Excerpted records:
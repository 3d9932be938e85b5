//! Developer tasks (schema generation, fixture conformance).
//!
//! Keeping this separate avoids bloating the end-user CLI.

use anyhow::{Context, bail};
use schemars::schema_for;
use serde_json::Value;
use std::fs;
use std::path::{Path, PathBuf};

/// Get the project root (parent of xtask directory).
fn project_root() -> PathBuf {
    let manifest_dir = PathBuf::from(env!("CARGO_MANIFEST_DIR"));
    match manifest_dir.parent() {
        Some(parent) if manifest_dir.ends_with("xtask") => parent.to_path_buf(),
        _ => manifest_dir,
    }
}

fn report_schema() -> schemars::Schema {
    schema_for!(declguard_types::DeclguardReport)
}

fn config_schema() -> schemars::Schema {
    schema_for!(declguard_settings::DeclguardConfigV1)
}

fn manifest_schema() -> schemars::Schema {
    schema_for!(declguard_app::DeclarationManifest)
}

/// `(schema id, generator)`; each lands in `schemas/<id>.json`.
const SCHEMAS: &[(&str, fn() -> schemars::Schema)] = &[
    ("declguard.report.v1", report_schema),
    ("declguard.config.v1", config_schema),
    ("declguard.declarations.v1", manifest_schema),
];

fn schema_path(id: &str) -> PathBuf {
    project_root().join("schemas").join(format!("{id}.json"))
}

/// Pretty JSON with a trailing newline, so committed files diff cleanly.
fn render_schema(generate: fn() -> schemars::Schema) -> anyhow::Result<String> {
    let mut json = serde_json::to_string_pretty(&generate()).context("serialize schema")?;
    json.push('\n');
    Ok(json)
}

fn emit_schemas() -> anyhow::Result<()> {
    for (id, generate) in SCHEMAS {
        let path = schema_path(id);
        if let Some(dir) = path.parent() {
            fs::create_dir_all(dir).with_context(|| format!("create {}", dir.display()))?;
        }
        fs::write(&path, render_schema(*generate)?)
            .with_context(|| format!("write {}", path.display()))?;
        println!("wrote {}", path.display());
    }
    Ok(())
}

fn validate_schemas() -> anyhow::Result<()> {
    let mut stale = Vec::new();
    for (id, generate) in SCHEMAS {
        let path = schema_path(id);
        let reason = match fs::read_to_string(&path) {
            Err(_) => Some("missing"),
            Ok(actual) if actual != render_schema(*generate)? => Some("out of date"),
            Ok(_) => None,
        };
        if let Some(reason) = reason {
            stale.push(format!("{id}: {reason}"));
        }
    }

    if stale.is_empty() {
        println!("schemas up to date ({})", SCHEMAS.len());
        return Ok(());
    }
    for line in &stale {
        eprintln!("  - {line}");
    }
    bail!("{} schema(s) stale; run `cargo xtask emit-schemas`", stale.len())
}

fn print_help() {
    eprintln!("xtask commands:");
    eprintln!("  help              Show this message");
    eprintln!("  emit-schemas      Write JSON schemas for reports, config and manifests to schemas/");
    eprintln!("  validate-schemas  Fail when schemas/ differs from the generated output");
    eprintln!("  print-schema-ids  Print known schema IDs");
    eprintln!("  conform           Validate fixture manifests and expected reports against schemas");
    eprintln!("  explain-coverage  Validate all rule IDs and message keys have explanations");
}

/// Relative, forward-slash, no parent segments, no drive letter.
fn is_clean_path(path: &str) -> bool {
    let has_drive = path.as_bytes().get(1) == Some(&b':');
    !(path.starts_with('/') || path.contains("..") || path.contains('\\') || has_drive)
}

fn compile(schema: &schemars::Schema) -> anyhow::Result<jsonschema::Validator> {
    jsonschema::validator_for(schema.as_value())
        .map_err(|e| anyhow::anyhow!("compile schema: {e}"))
}

/// Golden reports carry placeholder timestamps; give them a real RFC 3339 value.
fn pin_timestamps(report: &mut Value) {
    if let Some(obj) = report.as_object_mut() {
        for key in ["started_at", "finished_at"] {
            if obj.contains_key(key) {
                obj.insert(key.to_string(), Value::from("2024-01-01T00:00:00Z"));
            }
        }
    }
}

fn read_json(path: &Path) -> anyhow::Result<Value> {
    let content = fs::read_to_string(path).with_context(|| format!("read {}", path.display()))?;
    serde_json::from_str(&content).with_context(|| format!("parse {}", path.display()))
}

struct Validators {
    manifest: jsonschema::Validator,
    report: jsonschema::Validator,
}

fn count(value: &Value, pointer: &str) -> u64 {
    value.pointer(pointer).and_then(Value::as_u64).unwrap_or(0)
}

/// Problems found in one fixture directory.
fn conform_fixture(name: &str, dir: &Path, v: &Validators) -> anyhow::Result<Vec<String>> {
    let mut problems = Vec::new();

    let manifest_path = dir.join("declarations.json");
    if !manifest_path.exists() {
        problems.push(format!("{name}: missing declarations.json"));
        return Ok(problems);
    }
    let manifest = read_json(&manifest_path)?;
    problems.extend(
        v.manifest
            .iter_errors(&manifest)
            .map(|e| format!("{name}/declarations.json: {e}")),
    );

    let report_path = dir.join("expected.report.json");
    if !report_path.exists() {
        return Ok(problems);
    }
    let mut report = read_json(&report_path)?;
    pin_timestamps(&mut report);
    problems.extend(
        v.report
            .iter_errors(&report)
            .map(|e| format!("{name}/expected.report.json: {e}")),
    );

    let files = manifest
        .get("files")
        .and_then(Value::as_array)
        .map(Vec::as_slice)
        .unwrap_or_default();
    let declarations: usize = files
        .iter()
        .filter_map(|f| f.get("declarations").and_then(Value::as_array))
        .map(Vec::len)
        .sum();
    if count(&report, "/data/files_scanned") != files.len() as u64 {
        problems.push(format!("{name}: files_scanned does not match the manifest"));
    }
    if count(&report, "/data/declarations_scanned") != declarations as u64 {
        problems.push(format!("{name}: declarations_scanned does not match the manifest"));
    }

    let known_check_ids = declguard_types::explain::all_check_ids();
    let known_codes = declguard_types::explain::all_codes();
    let findings = report
        .get("findings")
        .and_then(Value::as_array)
        .map(Vec::as_slice)
        .unwrap_or_default();
    for (i, finding) in findings.iter().enumerate() {
        let field = |key: &str| finding.get(key).and_then(Value::as_str);
        if !field("check_id").is_some_and(|id| known_check_ids.contains(&id)) {
            problems.push(format!("{name}: finding[{i}] has unknown check_id"));
        }
        if !field("code").is_some_and(|c| known_codes.contains(&c)) {
            problems.push(format!("{name}: finding[{i}] has unknown code"));
        }
        if let Some(path) = finding.pointer("/location/path").and_then(Value::as_str)
            && !is_clean_path(path)
        {
            problems.push(format!("{name}: finding[{i}] path '{path}' is not clean"));
        }
    }

    Ok(problems)
}

fn conform() -> anyhow::Result<()> {
    let validators = Validators {
        manifest: compile(&manifest_schema())?,
        report: compile(&report_schema())?,
    };
    let fixtures = project_root().join("tests").join("fixtures");

    let mut dirs: Vec<PathBuf> = fs::read_dir(&fixtures)
        .with_context(|| format!("read {}", fixtures.display()))?
        .map(|e| e.map(|e| e.path()))
        .collect::<Result<_, _>>()?;
    dirs.retain(|p| p.is_dir());
    dirs.sort();

    if dirs.is_empty() {
        bail!("no fixtures found in {}", fixtures.display());
    }

    let mut problems = Vec::new();
    for dir in &dirs {
        let name = dir
            .file_name()
            .map(|n| n.to_string_lossy().into_owned())
            .unwrap_or_default();
        let found = conform_fixture(&name, dir, &validators)?;
        println!("  {} {}", if found.is_empty() { "✓" } else { "✗" }, name);
        problems.extend(found);
    }

    if !problems.is_empty() {
        eprintln!("\nConformance errors:");
        for p in &problems {
            eprintln!("  - {p}");
        }
        bail!("conformance failed with {} errors", problems.len());
    }

    println!("\n✓ {} fixtures conform", dirs.len());
    Ok(())
}

/// Validate that all rule IDs and message keys have explanations.
fn explain_coverage() -> anyhow::Result<()> {
    let check_ids = declguard_types::explain::all_check_ids();
    let codes = declguard_types::explain::all_codes();

    let mut errors = Vec::new();
    for id in check_ids.iter().chain(codes) {
        let Some(exp) = declguard_types::explain::lookup_explanation(id) else {
            errors.push(format!("'{id}' has no explanation"));
            continue;
        };
        for (field, text) in [
            ("title", exp.title),
            ("description", exp.description),
            ("remediation", exp.remediation),
        ] {
            if text.is_empty() {
                errors.push(format!("'{id}' has empty {field}"));
            }
        }
    }

    if errors.is_empty() {
        println!("✓ {} rule IDs have explanations", check_ids.len());
        println!("✓ {} message keys have explanations", codes.len());
        return Ok(());
    }

    for error in &errors {
        eprintln!("  - {error}");
    }
    bail!("explain coverage failed with {} errors", errors.len())
}

fn main() -> anyhow::Result<()> {
    let cmd = std::env::args().nth(1).unwrap_or_else(|| "help".to_string());

    match cmd.as_str() {
        "help" | "--help" | "-h" => {
            print_help();
            Ok(())
        }
        "emit-schemas" => emit_schemas(),
        "validate-schemas" => validate_schemas(),
        "conform" => conform(),
        "explain-coverage" => explain_coverage(),
        "print-schema-ids" => {
            for (id, _) in SCHEMAS {
                println!("{id}");
            }
            Ok(())
        }
        other => bail!("unknown xtask command: {other}\n\nRun `cargo xtask help` for usage."),
    }
    .context("xtask failed")
}
use crate::error::DeclarationError;
use declguard_types::SourcePath;
use std::fmt;

/// Syntactic kind of a type-like declaration.
#[derive(Clone, Copy, Debug, PartialEq, Eq, PartialOrd, Ord, Hash)]
#[non_exhaustive]
pub enum DeclarationKind {
    Interface,
    TypeAlias,
}

impl DeclarationKind {
    /// Stable identifier (`interface`, `type-alias`).
    pub fn as_str(self) -> &'static str {
        match self {
            DeclarationKind::Interface => "interface",
            DeclarationKind::TypeAlias => "type-alias",
        }
    }

    /// Word used in diagnostic messages (`interface`, `type`).
    pub fn label(self) -> &'static str {
        match self {
            DeclarationKind::Interface => "interface",
            DeclarationKind::TypeAlias => "type",
        }
    }

    pub fn parse(s: &str) -> Option<Self> {
        match s {
            "interface" => Some(DeclarationKind::Interface),
            "type-alias" | "type" => Some(DeclarationKind::TypeAlias),
            _ => None,
        }
    }
}

impl fmt::Display for DeclarationKind {
    fn fmt(&self, f: &mut fmt::Formatter<'_>) -> fmt::Result {
        f.write_str(self.as_str())
    }
}

/// One declaration as seen at visit time. Only kind, name, and export status matter.
#[derive(Clone, Debug, PartialEq, Eq)]
pub struct DeclarationRecord {
    kind: DeclarationKind,
    name: String,
    is_exported: bool,
}

impl DeclarationRecord {
    /// Fails fast when the host hands over a node without an identifier.
    pub fn new(
        kind: DeclarationKind,
        name: impl Into<String>,
        is_exported: bool,
    ) -> Result<Self, DeclarationError> {
        let name = name.into();
        if name.is_empty() {
            return Err(DeclarationError::MissingName { kind });
        }
        Ok(Self {
            kind,
            name,
            is_exported,
        })
    }

    pub fn kind(&self) -> DeclarationKind {
        self.kind
    }

    pub fn name(&self) -> &str {
        &self.name
    }

    pub fn is_exported(&self) -> bool {
        self.is_exported
    }
}

/// All source files in scope for one run.
#[derive(Clone, Debug, Default)]
pub struct ProjectModel {
    pub files: Vec<SourceFileModel>,
}

#[derive(Clone, Debug, Default)]
pub struct SourceFileModel {
    pub path: SourcePath,
    pub declarations: Vec<DeclarationNode>,
}

/// Raw declaration node as extracted by the host, before validation.
#[derive(Clone, Debug)]
pub struct DeclarationNode {
    pub kind: DeclarationKind,
    pub name: String,
    pub exported: bool,
    /// 1-based position of the identifier, when the host knows it.
    pub line: Option<u32>,
    pub col: Option<u32>,
}

impl ProjectModel {
    pub fn declaration_count(&self) -> usize {
        self.files.iter().map(|f| f.declarations.len()).sum()
    }
}
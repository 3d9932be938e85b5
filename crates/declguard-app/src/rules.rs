//! The `rules` use case: list registered rules and how a profile configures them.

use declguard_types::{RuleMeta, Severity, rules};

#[derive(Clone, Debug)]
pub struct RuleListing {
    pub meta: &'static RuleMeta,
    pub enabled: bool,
    pub severity: Severity,
    pub allowed_file_patterns: Vec<String>,
    pub allowed_type_suffixes: Vec<String>,
}

/// Describe every registered rule as the named preset configures it.
pub fn run_rules(profile: &str) -> Vec<RuleListing> {
    let effective = declguard_settings::preset(profile);
    rules()
        .iter()
        .map(|meta| match effective.rules.get(meta.id) {
            Some(policy) => RuleListing {
                meta,
                enabled: policy.enabled,
                severity: policy.severity,
                allowed_file_patterns: policy.options.allowed_file_patterns.clone(),
                allowed_type_suffixes: policy.options.allowed_type_suffixes.clone(),
            },
            None => RuleListing {
                meta,
                enabled: false,
                severity: Severity::Error,
                allowed_file_patterns: Vec::new(),
                allowed_type_suffixes: Vec::new(),
            },
        })
        .collect()
}

pub fn format_rules(listings: &[RuleListing]) -> String {
    let mut out = String::new();
    for l in listings {
        let state = if l.enabled {
            match l.severity {
                Severity::Info => "info",
                Severity::Warning => "warning",
                Severity::Error => "error",
            }
        } else {
            "off"
        };
        out.push_str(&format!(
            "{} [{}] ({})\n  {}\n  docs: {}\n",
            l.meta.qualified_id,
            state,
            l.meta.rule_type.as_str(),
            l.meta.description,
            l.meta.docs_url()
        ));
        out.push_str(&format!(
            "  allowedFilePatterns: {:?}\n  allowedTypeSuffixes: {:?}\n",
            l.allowed_file_patterns, l.allowed_type_suffixes
        ));
        for (key, template) in l.meta.messages {
            out.push_str(&format!("  message {}: {}\n", key, template));
        }
    }
    out
}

The task: What is needed is a word-for-word copy of the records above, from the first line through the line that contains "of xtask directory).".

Solution for this task:
repository 3d9932be938e85b5
//! Developer tasks (schema generation, fixture conformance).
//!
//! Keeping this separate avoids bloating the end-user CLI.

use anyhow::{Context, bail};
use schemars::schema_for;
use serde_json::Value;
use std::fs;
use std::path::{Path, PathBuf};

/// Get the project root (parent of xtask directory).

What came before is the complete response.